Ci sono voluti 79 anni affinchè la Società italiana di Psichiatria, che rappresento come presidente, abbandonasse questa “rimozione” del passato, il non affrontare quanto accadde e questo lo devo all’amico Andreas Conca di Bolzano, che nel luglio 2015 mi parlò del progetto dei colleghi e amici tedeschi e austriaci e della loro opera di affrontare alla radice il passato affinché nessuna ombra fosse lasciata negli armadi della dimenticanza, nell’oblio storico. Ci siamo messi in cammino con loro affinché potesse essere interrotta l’opera di rimozione per la quale le Società scientifiche non raccontano quanto accadde. La Sip in quegli anni collaborò con il regime fascista. Gli psichiatri in quegli anni pur contrastando, nei consessi internazionali, le teorie eugenetiche più radicali, condivisero il quadruplice errore di:
– aderire al fascismo
– aderire al razzismo coloniale
– aderire all’antisemitismo
– aderire alla guerra fascista

Sotto il fascismo gli psichiatri si resero collusivi con il disprezzo dell’essere umano.

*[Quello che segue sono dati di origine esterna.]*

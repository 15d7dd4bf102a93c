//! BiasLab Runner: batch orchestration around `biaslab-core`.
//!
//! This crate provides:
//! - TOML pipeline configuration with validation
//! - CSV ingestion and a synthetic data generator
//! - Collaborator traits: history providers (with retry), ticker sources,
//!   report sinks
//! - Parallel batch runner with per-ticker skip semantics
//! - Training-table assembly and CSV/JSON artifact export

pub mod config;
pub mod data_loader;
pub mod dataset;
pub mod export;
pub mod provider;
pub mod runner;
pub mod sink;
pub mod tickers;

pub use config::{ConfigError, DatasetConfig, PipelineConfig, PipelineSettings, RetryConfig};
pub use data_loader::{dataset_hash, load_csv, parse_csv, synthetic_bars, LoadError};
pub use dataset::{build_dataset, training_rows, TrainingRow};
pub use export::{load_manifest, save_artifacts, Manifest};
pub use provider::{
    CsvDirectoryProvider, HistoryProvider, ProviderError, Retrying, SyntheticProvider,
};
pub use runner::{
    BatchReport, Pipeline, ScreenReport, SkipReason, SkippedTicker, TickerResult, SCHEMA_VERSION,
};
pub use sink::{LogSink, ReportSink, SinkError};
pub use tickers::{DirectoryTickers, TickerList, TickerSource, Watchlist};

#[cfg(test)]
mod send_sync_checks {
    use super::*;

    fn assert_send<T: Send>() {}
    fn assert_sync<T: Sync>() {}

    #[test]
    fn pipeline_is_send_sync() {
        assert_send::<Pipeline>();
        assert_sync::<Pipeline>();
    }

    #[test]
    fn report_types_are_send_sync() {
        assert_send::<BatchReport>();
        assert_sync::<BatchReport>();
        assert_send::<TickerResult>();
        assert_sync::<TickerResult>();
        assert_send::<Manifest>();
        assert_sync::<Manifest>();
    }

    #[test]
    fn providers_are_send_sync() {
        assert_send::<Retrying<CsvDirectoryProvider>>();
        assert_sync::<Retrying<CsvDirectoryProvider>>();
        assert_send::<SyntheticProvider>();
        assert_sync::<SyntheticProvider>();
    }
}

Le Leggi razziali emanate dal 1936 al ’38, prima contro i sudditi dell’impero poi contro gli Ebrei, dal 25 luglio Manifesto degli Scienziati razzisti, dove il presidente di allora Arturo Donaggio e tutto il Consiglio direttivo furono i primi firmatari di quelle scellerate Leggi che costarono la vita a molte persone, ma noi qui ricorderemo lo psichiatra ebreo Giuseppe Muggia assassinato a Aushwitz e a Guglielmo Lippi Francesconi fucilato per aver dato rifugio a molti ebrei e antifascisti e Gustavo Modena allora vice presidente Sip costretto per anni alla clandestinità.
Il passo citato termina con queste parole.